Data for the task:
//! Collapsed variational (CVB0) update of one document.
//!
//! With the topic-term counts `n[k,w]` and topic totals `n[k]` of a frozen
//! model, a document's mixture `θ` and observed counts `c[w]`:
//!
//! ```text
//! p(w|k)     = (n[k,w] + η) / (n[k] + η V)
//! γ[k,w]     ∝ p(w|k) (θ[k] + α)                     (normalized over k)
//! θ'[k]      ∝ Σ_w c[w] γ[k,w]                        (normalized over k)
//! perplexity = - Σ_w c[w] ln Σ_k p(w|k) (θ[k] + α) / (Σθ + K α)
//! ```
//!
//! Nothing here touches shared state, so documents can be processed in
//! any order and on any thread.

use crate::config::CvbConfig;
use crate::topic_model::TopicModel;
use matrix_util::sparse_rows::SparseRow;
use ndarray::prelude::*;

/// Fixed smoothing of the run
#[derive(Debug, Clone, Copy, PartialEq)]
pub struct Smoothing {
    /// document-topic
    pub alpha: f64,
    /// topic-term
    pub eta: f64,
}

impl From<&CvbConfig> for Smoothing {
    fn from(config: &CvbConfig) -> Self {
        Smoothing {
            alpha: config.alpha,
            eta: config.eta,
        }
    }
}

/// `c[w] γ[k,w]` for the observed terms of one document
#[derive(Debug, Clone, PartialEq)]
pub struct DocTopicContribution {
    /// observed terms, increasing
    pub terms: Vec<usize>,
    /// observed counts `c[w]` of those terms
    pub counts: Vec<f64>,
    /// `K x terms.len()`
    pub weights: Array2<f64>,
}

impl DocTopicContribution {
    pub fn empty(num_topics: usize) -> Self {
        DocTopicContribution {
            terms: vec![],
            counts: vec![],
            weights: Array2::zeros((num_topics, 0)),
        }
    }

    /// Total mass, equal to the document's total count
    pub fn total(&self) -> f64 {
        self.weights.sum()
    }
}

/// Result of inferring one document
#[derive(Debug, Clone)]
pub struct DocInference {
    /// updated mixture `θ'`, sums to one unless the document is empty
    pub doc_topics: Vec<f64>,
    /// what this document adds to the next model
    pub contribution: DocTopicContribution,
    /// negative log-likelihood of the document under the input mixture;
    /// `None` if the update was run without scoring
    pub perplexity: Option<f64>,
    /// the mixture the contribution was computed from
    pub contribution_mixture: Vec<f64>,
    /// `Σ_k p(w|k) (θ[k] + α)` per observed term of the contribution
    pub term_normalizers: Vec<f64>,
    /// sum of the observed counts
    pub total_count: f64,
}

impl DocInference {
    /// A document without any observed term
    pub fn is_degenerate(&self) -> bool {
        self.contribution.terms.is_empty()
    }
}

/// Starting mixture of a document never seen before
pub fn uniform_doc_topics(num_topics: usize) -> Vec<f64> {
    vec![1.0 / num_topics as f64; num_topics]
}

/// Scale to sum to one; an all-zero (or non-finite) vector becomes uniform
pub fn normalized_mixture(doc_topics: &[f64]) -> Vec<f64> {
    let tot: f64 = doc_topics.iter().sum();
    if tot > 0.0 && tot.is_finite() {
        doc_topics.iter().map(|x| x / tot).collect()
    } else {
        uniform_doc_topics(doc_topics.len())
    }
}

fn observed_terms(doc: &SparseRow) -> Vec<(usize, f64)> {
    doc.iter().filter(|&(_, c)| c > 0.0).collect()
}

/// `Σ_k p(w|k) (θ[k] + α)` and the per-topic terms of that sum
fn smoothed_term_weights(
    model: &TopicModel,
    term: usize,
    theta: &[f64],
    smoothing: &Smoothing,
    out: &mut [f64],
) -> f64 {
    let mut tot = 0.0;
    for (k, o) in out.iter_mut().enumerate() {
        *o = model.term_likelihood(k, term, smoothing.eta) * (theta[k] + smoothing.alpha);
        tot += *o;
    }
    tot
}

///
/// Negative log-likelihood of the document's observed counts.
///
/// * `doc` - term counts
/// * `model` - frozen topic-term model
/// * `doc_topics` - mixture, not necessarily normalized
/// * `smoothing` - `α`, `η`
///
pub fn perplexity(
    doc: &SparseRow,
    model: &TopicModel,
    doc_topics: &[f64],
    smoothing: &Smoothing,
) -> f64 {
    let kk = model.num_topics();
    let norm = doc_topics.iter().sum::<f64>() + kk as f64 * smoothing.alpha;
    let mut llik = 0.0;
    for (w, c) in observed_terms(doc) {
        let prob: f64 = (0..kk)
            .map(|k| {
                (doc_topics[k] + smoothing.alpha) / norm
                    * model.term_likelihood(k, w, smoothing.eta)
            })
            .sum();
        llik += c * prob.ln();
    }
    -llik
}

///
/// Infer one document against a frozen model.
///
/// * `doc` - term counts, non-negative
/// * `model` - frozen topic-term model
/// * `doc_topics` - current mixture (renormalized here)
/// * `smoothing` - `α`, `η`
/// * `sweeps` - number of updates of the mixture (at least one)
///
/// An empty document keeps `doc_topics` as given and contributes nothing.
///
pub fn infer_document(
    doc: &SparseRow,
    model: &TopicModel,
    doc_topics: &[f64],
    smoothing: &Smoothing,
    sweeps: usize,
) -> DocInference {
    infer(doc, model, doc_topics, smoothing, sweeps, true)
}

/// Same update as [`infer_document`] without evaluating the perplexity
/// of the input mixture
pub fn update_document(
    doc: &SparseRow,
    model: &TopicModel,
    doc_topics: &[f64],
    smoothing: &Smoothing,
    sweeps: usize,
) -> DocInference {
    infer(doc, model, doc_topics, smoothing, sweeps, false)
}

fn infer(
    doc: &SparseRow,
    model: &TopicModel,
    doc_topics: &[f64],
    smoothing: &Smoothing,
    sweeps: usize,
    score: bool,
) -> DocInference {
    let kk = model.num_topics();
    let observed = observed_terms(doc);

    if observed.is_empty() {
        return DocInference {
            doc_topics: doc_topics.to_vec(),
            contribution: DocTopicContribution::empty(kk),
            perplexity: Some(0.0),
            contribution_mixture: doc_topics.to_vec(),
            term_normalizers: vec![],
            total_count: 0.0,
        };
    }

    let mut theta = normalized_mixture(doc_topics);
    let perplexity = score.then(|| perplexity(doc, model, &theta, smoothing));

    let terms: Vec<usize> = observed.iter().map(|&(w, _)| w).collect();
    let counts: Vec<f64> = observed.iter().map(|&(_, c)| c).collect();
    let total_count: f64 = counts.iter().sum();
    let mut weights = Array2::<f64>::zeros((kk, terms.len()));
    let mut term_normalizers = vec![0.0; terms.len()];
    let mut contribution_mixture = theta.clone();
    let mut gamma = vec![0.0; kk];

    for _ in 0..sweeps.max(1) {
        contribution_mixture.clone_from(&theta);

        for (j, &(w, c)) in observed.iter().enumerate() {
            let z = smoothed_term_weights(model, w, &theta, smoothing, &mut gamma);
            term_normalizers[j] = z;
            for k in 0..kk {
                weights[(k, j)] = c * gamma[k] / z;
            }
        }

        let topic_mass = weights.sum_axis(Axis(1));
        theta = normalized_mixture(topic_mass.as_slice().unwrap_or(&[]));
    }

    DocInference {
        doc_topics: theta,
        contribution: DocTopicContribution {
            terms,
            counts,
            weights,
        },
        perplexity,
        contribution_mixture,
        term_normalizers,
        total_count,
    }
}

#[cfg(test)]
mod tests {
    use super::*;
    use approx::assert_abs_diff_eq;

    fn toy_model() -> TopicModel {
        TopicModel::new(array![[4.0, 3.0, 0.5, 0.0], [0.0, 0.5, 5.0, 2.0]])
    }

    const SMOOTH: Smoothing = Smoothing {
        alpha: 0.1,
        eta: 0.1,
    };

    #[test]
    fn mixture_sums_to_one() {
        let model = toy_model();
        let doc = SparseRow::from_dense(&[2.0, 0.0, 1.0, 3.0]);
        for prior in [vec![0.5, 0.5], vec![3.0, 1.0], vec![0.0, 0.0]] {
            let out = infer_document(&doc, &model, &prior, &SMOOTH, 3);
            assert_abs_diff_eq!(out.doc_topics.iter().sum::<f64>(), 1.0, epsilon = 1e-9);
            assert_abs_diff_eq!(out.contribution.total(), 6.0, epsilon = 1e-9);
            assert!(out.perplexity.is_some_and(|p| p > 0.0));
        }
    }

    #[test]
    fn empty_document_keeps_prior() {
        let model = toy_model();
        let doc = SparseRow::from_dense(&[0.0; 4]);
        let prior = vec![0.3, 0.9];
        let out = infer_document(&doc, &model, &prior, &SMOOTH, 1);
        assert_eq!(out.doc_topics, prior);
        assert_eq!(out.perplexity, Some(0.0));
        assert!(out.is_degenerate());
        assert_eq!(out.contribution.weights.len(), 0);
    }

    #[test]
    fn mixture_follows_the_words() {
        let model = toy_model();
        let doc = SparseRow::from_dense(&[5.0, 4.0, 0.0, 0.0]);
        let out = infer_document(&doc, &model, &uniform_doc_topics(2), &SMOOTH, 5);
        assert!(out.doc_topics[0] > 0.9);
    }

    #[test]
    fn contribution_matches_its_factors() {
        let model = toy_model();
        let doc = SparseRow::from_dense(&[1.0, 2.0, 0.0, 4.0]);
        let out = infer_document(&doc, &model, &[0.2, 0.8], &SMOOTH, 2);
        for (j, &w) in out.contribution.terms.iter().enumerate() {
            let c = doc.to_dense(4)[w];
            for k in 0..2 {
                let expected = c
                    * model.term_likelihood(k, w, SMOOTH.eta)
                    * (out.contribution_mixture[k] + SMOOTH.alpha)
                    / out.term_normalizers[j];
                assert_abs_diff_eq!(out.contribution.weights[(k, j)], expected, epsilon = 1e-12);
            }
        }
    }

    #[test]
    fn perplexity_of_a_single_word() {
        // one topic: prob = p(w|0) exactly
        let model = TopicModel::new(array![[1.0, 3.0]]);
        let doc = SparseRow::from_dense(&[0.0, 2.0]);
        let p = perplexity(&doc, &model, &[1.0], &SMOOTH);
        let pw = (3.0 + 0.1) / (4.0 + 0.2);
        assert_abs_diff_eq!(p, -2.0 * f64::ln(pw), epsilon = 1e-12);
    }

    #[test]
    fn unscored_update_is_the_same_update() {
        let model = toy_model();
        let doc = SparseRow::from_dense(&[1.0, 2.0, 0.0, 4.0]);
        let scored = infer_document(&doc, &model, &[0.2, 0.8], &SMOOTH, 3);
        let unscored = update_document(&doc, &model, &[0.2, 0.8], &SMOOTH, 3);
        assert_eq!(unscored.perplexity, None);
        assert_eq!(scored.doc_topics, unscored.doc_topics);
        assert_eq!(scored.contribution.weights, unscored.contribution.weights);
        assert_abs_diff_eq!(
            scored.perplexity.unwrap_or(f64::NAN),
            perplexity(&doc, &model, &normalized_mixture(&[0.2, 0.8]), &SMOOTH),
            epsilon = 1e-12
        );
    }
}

==

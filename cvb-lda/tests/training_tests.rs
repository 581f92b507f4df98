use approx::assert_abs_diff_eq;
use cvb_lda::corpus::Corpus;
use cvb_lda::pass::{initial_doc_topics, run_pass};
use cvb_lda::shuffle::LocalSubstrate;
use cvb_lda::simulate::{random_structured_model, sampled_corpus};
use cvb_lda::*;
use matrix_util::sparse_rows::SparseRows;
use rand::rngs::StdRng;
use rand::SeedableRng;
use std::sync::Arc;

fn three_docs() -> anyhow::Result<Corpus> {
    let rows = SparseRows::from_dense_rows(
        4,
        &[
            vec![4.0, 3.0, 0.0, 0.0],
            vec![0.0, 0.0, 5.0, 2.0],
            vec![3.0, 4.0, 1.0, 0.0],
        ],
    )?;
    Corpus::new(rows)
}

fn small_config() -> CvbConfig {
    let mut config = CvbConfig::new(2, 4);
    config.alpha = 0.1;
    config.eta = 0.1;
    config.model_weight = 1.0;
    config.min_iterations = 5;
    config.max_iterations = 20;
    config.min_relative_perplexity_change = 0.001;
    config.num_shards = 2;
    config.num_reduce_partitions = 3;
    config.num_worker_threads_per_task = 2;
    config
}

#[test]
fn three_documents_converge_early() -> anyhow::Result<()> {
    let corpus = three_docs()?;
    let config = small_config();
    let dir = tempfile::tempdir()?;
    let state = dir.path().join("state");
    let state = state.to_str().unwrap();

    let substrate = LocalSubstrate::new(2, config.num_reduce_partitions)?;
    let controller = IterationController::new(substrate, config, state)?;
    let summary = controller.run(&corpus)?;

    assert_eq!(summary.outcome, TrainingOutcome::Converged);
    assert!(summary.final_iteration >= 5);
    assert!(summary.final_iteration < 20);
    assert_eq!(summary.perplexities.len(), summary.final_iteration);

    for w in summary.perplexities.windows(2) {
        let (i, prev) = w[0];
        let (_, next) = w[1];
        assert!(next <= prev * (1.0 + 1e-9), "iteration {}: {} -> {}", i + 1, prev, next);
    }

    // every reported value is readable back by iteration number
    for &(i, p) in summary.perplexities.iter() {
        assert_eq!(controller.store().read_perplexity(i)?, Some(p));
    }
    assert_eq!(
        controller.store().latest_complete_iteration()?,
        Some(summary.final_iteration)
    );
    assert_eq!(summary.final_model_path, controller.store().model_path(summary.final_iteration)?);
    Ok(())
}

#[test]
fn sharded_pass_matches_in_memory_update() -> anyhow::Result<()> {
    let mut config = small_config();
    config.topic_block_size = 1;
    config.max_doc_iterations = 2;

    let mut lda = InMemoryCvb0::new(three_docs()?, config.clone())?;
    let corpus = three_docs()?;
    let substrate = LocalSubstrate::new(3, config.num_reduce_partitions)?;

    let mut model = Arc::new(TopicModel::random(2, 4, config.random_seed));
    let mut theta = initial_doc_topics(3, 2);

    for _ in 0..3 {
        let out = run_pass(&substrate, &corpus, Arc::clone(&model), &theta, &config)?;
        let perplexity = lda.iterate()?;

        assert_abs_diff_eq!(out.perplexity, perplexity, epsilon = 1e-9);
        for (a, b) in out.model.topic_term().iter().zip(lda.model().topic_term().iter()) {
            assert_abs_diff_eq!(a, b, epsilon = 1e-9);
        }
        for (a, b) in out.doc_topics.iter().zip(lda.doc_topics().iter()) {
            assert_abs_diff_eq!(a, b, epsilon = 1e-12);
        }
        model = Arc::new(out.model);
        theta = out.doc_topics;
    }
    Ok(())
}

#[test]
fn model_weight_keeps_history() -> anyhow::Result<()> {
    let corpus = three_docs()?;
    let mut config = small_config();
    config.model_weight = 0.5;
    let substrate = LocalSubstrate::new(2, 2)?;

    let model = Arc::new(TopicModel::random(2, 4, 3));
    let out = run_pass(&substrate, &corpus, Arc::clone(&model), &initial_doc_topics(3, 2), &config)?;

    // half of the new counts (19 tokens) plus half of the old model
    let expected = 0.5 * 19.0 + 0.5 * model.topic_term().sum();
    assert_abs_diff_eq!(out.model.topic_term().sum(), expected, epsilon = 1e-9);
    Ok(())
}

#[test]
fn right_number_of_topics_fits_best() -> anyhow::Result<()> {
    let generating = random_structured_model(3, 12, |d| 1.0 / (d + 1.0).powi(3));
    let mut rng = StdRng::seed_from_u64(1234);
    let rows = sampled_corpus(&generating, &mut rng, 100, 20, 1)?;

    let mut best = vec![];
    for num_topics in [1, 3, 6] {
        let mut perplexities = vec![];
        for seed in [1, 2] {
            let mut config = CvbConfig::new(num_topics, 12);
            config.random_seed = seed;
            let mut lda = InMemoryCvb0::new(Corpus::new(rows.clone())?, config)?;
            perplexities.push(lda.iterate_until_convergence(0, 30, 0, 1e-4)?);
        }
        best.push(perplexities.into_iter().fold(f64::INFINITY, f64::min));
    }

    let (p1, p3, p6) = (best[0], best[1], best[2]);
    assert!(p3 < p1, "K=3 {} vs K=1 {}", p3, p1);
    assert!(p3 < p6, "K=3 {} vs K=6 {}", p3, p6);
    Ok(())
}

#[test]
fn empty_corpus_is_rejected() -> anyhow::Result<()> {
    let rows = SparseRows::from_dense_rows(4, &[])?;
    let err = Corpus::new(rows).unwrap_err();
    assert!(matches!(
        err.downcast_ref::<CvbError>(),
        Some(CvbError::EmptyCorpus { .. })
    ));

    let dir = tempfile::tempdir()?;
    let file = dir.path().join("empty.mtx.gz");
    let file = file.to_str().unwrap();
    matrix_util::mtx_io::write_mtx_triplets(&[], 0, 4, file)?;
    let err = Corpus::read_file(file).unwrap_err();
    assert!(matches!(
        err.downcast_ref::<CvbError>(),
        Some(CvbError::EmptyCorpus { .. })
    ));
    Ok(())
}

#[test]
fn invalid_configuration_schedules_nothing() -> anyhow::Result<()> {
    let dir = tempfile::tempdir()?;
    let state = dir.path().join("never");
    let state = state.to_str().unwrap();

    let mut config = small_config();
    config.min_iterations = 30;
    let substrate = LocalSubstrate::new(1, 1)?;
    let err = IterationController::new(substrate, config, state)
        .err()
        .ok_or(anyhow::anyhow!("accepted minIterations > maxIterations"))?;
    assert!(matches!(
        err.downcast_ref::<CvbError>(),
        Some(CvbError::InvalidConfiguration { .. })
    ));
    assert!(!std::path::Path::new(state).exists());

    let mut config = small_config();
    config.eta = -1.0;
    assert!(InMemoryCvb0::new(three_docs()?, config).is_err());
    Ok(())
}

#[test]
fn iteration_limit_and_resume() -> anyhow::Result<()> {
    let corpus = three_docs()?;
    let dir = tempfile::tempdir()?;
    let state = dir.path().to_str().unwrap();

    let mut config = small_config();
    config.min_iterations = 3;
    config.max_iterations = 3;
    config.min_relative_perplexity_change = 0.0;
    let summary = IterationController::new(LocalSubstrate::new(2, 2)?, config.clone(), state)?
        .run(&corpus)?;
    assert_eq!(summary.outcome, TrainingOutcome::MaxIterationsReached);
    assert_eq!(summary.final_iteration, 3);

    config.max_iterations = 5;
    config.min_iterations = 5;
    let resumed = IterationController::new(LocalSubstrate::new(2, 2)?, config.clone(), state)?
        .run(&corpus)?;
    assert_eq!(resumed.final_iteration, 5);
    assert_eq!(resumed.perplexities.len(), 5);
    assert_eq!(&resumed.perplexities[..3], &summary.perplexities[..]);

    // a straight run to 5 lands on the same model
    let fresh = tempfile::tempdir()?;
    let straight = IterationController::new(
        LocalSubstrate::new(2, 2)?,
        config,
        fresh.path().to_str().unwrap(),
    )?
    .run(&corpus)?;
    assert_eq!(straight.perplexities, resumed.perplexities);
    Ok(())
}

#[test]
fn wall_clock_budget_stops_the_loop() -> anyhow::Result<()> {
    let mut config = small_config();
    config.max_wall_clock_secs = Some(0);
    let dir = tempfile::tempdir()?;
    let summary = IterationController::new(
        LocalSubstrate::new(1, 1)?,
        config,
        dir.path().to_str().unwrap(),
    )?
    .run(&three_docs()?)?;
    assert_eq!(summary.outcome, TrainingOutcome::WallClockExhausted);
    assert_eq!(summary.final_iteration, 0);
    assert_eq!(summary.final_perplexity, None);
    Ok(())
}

What to produce: Pick each line holding "enumerate" out of the entries above and return it.

Answer below:
    for (k, o) in out.iter_mut().enumerate() {
        for (j, &(w, c)) in observed.iter().enumerate() {
        for (j, &w) in out.contribution.terms.iter().enumerate() {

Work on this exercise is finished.